**TASK DETAILS**
Each line in the entries below that holds the string "Some" must be copied.
====== MATERIAL SUPPLIED
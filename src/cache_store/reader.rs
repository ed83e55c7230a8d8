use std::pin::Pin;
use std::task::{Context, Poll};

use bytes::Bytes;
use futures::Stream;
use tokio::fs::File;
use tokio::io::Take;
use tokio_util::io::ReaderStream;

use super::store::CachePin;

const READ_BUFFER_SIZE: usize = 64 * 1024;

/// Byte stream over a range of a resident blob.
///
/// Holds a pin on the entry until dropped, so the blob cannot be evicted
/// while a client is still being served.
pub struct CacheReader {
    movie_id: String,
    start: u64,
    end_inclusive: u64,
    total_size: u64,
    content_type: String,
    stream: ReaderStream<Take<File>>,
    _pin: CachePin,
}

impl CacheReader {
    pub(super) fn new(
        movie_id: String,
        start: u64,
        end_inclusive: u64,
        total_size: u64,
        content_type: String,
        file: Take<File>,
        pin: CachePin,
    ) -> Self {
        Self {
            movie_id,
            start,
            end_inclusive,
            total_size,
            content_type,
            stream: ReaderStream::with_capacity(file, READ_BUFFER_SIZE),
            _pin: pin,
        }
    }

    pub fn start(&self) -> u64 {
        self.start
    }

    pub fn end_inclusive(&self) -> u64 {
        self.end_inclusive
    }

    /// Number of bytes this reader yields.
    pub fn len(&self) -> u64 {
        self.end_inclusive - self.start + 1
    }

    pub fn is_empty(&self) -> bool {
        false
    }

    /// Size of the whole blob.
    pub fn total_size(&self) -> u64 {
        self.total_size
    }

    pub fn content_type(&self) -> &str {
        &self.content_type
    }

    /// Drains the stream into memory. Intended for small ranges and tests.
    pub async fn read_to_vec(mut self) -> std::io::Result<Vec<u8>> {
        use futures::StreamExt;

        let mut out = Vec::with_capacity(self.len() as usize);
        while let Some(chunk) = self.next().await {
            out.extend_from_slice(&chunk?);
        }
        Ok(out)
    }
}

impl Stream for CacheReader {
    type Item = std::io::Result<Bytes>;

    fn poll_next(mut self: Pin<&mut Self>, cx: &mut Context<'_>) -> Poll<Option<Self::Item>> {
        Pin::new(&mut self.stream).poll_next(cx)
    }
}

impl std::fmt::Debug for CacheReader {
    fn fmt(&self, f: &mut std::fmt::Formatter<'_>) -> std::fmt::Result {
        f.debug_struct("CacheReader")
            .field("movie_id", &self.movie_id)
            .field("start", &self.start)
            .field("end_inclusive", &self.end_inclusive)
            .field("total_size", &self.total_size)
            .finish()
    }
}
============
====== MATERIAL SUPPLIED
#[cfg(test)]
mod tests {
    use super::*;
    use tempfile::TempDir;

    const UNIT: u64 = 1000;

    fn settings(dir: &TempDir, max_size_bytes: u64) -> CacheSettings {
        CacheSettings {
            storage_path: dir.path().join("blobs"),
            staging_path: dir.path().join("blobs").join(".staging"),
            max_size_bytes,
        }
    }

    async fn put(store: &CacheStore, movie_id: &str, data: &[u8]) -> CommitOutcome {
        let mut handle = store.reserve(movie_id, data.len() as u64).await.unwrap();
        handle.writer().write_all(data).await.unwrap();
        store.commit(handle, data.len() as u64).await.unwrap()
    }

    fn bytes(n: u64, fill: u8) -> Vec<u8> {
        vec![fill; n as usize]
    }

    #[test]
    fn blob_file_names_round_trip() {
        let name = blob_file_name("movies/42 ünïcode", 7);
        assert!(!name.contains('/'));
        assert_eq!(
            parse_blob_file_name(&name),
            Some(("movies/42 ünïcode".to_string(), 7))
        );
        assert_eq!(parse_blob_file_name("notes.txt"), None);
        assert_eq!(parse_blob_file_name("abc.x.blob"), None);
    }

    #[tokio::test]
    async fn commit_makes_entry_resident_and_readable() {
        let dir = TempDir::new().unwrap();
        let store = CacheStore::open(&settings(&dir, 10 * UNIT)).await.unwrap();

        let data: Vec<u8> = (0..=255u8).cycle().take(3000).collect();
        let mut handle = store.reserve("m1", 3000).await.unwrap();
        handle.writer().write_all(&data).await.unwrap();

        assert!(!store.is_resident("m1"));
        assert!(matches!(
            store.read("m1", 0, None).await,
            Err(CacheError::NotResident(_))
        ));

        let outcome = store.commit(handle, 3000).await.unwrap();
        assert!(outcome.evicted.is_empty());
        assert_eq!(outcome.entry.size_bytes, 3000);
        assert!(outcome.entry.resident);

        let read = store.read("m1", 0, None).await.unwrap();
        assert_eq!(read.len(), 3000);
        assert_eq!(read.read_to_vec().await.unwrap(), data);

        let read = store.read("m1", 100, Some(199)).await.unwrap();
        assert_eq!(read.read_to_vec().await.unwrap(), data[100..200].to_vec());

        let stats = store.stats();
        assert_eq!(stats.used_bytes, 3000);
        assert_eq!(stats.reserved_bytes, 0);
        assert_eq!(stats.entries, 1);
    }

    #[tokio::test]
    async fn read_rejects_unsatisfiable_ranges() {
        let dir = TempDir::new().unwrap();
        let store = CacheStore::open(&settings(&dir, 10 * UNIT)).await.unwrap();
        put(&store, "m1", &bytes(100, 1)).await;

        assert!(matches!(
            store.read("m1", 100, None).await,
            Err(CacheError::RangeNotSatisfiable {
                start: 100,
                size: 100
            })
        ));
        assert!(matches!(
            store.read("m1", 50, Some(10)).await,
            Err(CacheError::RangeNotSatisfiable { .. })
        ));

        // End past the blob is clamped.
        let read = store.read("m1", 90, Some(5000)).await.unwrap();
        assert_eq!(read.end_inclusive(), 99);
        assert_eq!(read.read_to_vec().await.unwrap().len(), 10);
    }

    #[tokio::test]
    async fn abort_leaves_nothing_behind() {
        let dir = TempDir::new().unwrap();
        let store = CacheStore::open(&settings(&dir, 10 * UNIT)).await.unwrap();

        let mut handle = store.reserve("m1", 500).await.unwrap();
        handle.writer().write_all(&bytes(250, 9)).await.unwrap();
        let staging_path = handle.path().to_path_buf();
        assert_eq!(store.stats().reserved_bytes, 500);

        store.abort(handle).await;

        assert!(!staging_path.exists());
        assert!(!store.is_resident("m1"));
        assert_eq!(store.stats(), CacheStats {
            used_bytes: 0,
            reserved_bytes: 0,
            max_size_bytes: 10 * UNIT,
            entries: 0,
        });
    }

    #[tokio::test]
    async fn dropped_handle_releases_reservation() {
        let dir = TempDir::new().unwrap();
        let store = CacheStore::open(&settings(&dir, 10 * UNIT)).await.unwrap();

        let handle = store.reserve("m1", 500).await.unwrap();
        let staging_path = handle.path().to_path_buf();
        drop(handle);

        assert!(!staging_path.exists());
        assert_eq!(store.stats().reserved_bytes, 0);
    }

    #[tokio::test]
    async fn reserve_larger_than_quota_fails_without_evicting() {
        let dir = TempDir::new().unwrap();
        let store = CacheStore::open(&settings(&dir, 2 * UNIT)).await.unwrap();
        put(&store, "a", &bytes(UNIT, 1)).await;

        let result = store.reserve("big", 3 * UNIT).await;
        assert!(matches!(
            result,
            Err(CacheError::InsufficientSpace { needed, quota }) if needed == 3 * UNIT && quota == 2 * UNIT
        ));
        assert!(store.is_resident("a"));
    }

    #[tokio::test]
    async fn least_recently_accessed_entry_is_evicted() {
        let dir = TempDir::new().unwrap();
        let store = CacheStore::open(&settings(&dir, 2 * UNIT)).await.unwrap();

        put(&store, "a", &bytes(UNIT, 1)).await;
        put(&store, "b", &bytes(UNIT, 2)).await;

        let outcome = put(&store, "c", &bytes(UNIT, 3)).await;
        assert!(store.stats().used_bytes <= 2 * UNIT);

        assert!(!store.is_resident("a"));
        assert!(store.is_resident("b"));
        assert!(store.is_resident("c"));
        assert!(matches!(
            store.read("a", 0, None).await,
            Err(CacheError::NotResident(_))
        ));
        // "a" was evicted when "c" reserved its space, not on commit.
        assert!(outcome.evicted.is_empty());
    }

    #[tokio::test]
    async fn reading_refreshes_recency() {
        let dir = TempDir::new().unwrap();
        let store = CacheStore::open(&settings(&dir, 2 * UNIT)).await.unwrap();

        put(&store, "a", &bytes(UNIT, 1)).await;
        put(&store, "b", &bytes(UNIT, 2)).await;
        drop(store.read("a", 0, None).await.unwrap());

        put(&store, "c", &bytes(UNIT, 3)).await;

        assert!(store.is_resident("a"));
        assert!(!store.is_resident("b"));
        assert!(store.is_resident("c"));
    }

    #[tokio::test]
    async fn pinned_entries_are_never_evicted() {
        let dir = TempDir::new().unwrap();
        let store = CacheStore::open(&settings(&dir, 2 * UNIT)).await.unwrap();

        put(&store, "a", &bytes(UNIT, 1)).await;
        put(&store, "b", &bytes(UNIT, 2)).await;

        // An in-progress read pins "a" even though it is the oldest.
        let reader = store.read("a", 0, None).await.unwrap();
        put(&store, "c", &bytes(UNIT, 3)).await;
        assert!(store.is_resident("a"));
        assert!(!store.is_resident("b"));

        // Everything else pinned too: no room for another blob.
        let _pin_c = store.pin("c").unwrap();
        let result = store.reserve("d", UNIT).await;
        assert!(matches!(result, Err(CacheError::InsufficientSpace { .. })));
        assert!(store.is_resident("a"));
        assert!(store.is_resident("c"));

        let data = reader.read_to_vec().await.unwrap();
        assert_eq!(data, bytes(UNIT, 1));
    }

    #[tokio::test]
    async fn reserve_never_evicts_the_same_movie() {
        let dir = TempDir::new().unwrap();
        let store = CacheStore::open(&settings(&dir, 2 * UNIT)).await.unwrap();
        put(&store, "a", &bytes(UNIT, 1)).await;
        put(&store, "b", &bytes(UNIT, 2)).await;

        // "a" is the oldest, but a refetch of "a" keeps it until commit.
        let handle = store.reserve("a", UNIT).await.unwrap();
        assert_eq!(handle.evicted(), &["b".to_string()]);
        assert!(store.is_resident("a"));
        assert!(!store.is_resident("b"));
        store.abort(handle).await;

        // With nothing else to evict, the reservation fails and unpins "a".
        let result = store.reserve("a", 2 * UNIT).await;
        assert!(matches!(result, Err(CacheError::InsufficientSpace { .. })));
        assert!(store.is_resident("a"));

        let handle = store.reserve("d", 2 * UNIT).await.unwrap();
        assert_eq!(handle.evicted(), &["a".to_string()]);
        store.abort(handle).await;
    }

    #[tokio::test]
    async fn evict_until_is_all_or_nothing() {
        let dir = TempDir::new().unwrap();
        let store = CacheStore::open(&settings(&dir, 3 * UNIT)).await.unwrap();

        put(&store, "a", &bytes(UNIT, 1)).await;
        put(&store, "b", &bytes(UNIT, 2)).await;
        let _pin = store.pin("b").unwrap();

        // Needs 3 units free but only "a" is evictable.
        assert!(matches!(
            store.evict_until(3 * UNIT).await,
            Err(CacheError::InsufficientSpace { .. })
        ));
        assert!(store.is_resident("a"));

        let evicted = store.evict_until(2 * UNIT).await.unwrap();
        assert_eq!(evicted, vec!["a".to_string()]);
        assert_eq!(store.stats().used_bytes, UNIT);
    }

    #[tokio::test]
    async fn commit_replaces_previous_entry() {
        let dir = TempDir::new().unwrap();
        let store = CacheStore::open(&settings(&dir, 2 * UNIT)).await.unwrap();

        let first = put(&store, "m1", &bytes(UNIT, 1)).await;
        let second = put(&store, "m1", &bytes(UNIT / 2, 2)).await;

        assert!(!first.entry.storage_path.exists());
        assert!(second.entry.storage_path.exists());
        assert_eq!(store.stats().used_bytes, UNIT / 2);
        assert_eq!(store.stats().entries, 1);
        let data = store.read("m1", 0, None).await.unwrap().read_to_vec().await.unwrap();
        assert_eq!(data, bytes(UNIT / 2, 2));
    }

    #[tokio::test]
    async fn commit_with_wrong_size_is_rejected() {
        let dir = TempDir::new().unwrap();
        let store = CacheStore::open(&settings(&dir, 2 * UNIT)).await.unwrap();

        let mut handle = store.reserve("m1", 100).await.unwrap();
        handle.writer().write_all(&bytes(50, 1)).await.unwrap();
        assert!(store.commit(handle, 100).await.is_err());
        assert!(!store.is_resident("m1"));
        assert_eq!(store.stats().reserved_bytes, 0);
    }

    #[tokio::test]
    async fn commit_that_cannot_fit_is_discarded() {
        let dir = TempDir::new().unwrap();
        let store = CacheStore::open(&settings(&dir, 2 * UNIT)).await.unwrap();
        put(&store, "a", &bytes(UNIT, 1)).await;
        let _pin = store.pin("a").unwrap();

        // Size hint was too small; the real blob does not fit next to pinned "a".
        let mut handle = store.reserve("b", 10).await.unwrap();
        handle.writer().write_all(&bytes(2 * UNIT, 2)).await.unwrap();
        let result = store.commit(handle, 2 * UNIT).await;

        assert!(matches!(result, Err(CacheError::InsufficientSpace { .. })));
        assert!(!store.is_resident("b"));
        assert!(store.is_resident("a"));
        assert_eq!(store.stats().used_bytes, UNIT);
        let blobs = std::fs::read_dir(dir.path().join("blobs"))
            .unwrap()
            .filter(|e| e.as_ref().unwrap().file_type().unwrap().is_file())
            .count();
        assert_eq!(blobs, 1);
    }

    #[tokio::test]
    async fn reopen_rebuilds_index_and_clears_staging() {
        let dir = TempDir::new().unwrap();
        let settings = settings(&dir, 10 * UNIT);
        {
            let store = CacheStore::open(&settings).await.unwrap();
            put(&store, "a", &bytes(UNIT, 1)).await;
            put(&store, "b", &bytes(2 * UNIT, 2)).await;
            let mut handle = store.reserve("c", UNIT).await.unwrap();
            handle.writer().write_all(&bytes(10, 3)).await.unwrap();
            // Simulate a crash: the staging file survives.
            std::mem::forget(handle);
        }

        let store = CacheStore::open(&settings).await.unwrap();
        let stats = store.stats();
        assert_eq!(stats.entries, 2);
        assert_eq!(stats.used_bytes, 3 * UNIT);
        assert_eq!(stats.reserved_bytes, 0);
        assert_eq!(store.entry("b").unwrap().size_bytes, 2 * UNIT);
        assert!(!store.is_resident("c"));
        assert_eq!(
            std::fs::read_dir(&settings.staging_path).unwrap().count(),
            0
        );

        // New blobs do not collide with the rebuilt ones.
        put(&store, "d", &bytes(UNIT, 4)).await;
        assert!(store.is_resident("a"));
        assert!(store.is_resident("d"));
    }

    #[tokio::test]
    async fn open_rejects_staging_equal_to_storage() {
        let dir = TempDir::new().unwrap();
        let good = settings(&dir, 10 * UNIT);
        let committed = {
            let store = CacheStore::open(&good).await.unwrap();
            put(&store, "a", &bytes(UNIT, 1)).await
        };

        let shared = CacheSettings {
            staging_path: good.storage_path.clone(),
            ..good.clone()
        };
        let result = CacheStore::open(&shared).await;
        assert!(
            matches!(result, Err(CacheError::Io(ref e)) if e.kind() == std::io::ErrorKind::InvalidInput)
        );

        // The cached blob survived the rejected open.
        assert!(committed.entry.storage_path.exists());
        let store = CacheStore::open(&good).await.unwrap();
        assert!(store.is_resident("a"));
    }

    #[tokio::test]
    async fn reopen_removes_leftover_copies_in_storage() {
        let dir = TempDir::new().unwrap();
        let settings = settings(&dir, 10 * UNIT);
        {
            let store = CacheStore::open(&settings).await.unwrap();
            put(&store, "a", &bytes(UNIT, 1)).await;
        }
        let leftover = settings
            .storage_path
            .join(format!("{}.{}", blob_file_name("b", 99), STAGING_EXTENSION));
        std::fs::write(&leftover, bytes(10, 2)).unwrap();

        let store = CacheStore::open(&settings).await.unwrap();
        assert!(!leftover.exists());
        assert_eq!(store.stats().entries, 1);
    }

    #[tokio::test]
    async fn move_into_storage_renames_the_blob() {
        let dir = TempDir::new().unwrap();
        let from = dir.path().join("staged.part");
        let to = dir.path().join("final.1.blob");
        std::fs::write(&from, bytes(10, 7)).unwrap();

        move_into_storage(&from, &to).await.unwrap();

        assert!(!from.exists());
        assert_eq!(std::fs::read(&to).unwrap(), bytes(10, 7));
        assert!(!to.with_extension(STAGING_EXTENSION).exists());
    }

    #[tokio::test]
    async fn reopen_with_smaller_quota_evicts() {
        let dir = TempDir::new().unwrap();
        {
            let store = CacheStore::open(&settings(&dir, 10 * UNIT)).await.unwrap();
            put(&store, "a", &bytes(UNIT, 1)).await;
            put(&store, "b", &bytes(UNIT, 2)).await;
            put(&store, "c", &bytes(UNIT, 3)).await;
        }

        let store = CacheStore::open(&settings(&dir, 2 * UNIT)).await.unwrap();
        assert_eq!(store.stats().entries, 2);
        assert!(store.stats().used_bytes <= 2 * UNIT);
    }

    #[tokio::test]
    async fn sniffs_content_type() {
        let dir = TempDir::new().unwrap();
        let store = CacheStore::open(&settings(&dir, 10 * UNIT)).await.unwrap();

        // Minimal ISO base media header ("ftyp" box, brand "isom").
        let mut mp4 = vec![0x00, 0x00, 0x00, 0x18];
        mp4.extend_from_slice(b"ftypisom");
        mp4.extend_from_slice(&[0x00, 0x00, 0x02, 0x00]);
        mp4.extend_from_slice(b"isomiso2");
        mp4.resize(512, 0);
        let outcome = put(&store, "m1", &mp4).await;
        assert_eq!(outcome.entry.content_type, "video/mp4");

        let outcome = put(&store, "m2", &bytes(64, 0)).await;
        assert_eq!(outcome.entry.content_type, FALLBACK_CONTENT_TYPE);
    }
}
============
**SOLVED PROBLEM**
        while let Some(chunk) = self.next().await {
            Some(("movies/42 ünïcode".to_string(), 7))
        let read = store.read("m1", 100, Some(199)).await.unwrap();
            store.read("m1", 50, Some(10)).await,
        let read = store.read("m1", 90, Some(5000)).await.unwrap();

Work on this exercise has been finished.